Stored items

++++++++++++++++++++

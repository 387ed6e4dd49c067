//! GraphQL documents and request bodies.
//!
//! Place names and coordinates are passed as variables, never spliced into
//! the query text.

use serde::Serialize;
use serde_json::{Value, json};

use crate::domain::Coordinate;

/// Exact-name station lookup.
pub const STATIONS_QUERY: &str = "\
query Stations($name: String) {
  stations(name: $name) {
    gtfsId
    name
    lat
    lon
  }
}";

/// Itineraries between two coordinates, arriving no later than a given time.
pub const PLAN_CONNECTION_QUERY: &str = "\
query PlanConnection(
  $origin: PlanLabeledLocationInput!
  $destination: PlanLabeledLocationInput!
  $modes: PlanModesInput
  $dateTime: PlanDateTimeInput
) {
  planConnection(
    origin: $origin
    destination: $destination
    modes: $modes
    dateTime: $dateTime
  ) {
    edges {
      node {
        start
        end
        legs {
          mode
          from { name }
          to { name }
          trip { routeShortName }
        }
      }
    }
  }
}";

/// Transit modes the planner may use.
#[derive(Debug, Clone, Copy, PartialEq, Eq, Hash, Serialize)]
#[serde(rename_all = "SCREAMING_SNAKE_CASE")]
pub enum TransitMode {
    Bus,
    Rail,
    Tram,
    Ferry,
}

/// Mode filter applied to every plan request.
pub const DEFAULT_TRANSIT_MODES: [TransitMode; 4] = [
    TransitMode::Bus,
    TransitMode::Rail,
    TransitMode::Tram,
    TransitMode::Ferry,
];

/// Body of a GraphQL POST.
#[derive(Debug, Clone, Serialize)]
pub struct GraphQlRequest {
    pub query: &'static str,
    pub variables: Value,
}

impl GraphQlRequest {
    /// Station lookup for an already-normalized name.
    pub fn stations(name: &str) -> Self {
        Self {
            query: STATIONS_QUERY,
            variables: json!({ "name": name }),
        }
    }

    /// Plan query for the given request.
    pub fn plan_connection(request: &PlanRequest) -> Self {
        Self {
            query: PLAN_CONNECTION_QUERY,
            variables: request.variables(),
        }
    }
}

/// Parameters of one `planConnection` query.
#[derive(Debug, Clone, PartialEq)]
pub struct PlanRequest {
    pub origin: Coordinate,
    pub destination: Coordinate,

    /// ISO-8601 latest arrival, e.g. "2025-09-09T14:30+03:00".
    pub latest_arrival: String,

    pub modes: Vec<TransitMode>,
}

impl PlanRequest {
    /// Create a request using [`DEFAULT_TRANSIT_MODES`].
    pub fn new(
        origin: Coordinate,
        destination: Coordinate,
        latest_arrival: impl Into<String>,
    ) -> Self {
        Self {
            origin,
            destination,
            latest_arrival: latest_arrival.into(),
            modes: DEFAULT_TRANSIT_MODES.to_vec(),
        }
    }

    /// Restrict the request to the given modes.
    pub fn with_modes(mut self, modes: &[TransitMode]) -> Self {
        self.modes = modes.to_vec();
        self
    }

    /// GraphQL variables for [`PLAN_CONNECTION_QUERY`].
    pub fn variables(&self) -> Value {
        let modes: Vec<Value> = self
            .modes
            .iter()
            .map(|mode| json!({ "mode": mode }))
            .collect();

        json!({
            "origin": location(&self.origin),
            "destination": location(&self.destination),
            "modes": { "transit": { "transit": modes } },
            "dateTime": { "latestArrival": self.latest_arrival },
        })
    }
}

fn location(coordinate: &Coordinate) -> Value {
    json!({
        "location": {
            "coordinate": {
                "latitude": coordinate.latitude,
                "longitude": coordinate.longitude,
            }
        }
    })
}

#[cfg(test)]
mod tests {
    use super::*;

    #[test]
    fn stations_request_uses_variable() {
        let request = GraphQlRequest::stations("central-station");
        assert_eq!(request.query, STATIONS_QUERY);
        assert_eq!(request.variables, json!({ "name": "central-station" }));
    }

    #[test]
    fn quotes_in_names_stay_out_of_query_text() {
        let request = GraphQlRequest::stations("\"}){evil}");
        assert!(!request.query.contains("evil"));
        assert_eq!(request.variables["name"], "\"}){evil}");
    }

    #[test]
    fn plan_variables() {
        let request = PlanRequest::new(
            Coordinate::new(60.186, 24.828),
            Coordinate::new(60.18, 24.82),
            "2025-09-09T08:40+03:00",
        );

        assert_eq!(
            request.variables(),
            json!({
                "origin": {"location": {"coordinate": {"latitude": 60.186, "longitude": 24.828}}},
                "destination": {"location": {"coordinate": {"latitude": 60.18, "longitude": 24.82}}},
                "modes": {"transit": {"transit": [
                    {"mode": "BUS"}, {"mode": "RAIL"}, {"mode": "TRAM"}, {"mode": "FERRY"}
                ]}},
                "dateTime": {"latestArrival": "2025-09-09T08:40+03:00"}
            })
        );
    }

    #[test]
    fn with_modes_overrides_default() {
        let request = PlanRequest::new(
            Coordinate::new(0.0, 0.0),
            Coordinate::new(1.0, 1.0),
            "2025-01-01T00:00+03:00",
        )
        .with_modes(&[TransitMode::Ferry]);

        assert_eq!(request.modes, vec![TransitMode::Ferry]);
        assert_eq!(
            request.variables()["modes"],
            json!({"transit": {"transit": [{"mode": "FERRY"}]}})
        );
    }

    #[test]
    fn request_body_shape() {
        let body = serde_json::to_value(GraphQlRequest::stations("Keilaniemi")).unwrap();
        assert!(body["query"].as_str().unwrap().contains("stations(name: $name)"));
        assert_eq!(body["variables"]["name"], "Keilaniemi");
    }
}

++++++++++++++++++++

Exercise instructions
Write out every line in the data that holds the string "GraphQlRequest".

Response to this exercise
pub struct GraphQlRequest {
impl GraphQlRequest {
        let request = GraphQlRequest::stations("central-station");
        let request = GraphQlRequest::stations("\"}){evil}");
        let body = serde_json::to_value(GraphQlRequest::stations("Keilaniemi")).unwrap();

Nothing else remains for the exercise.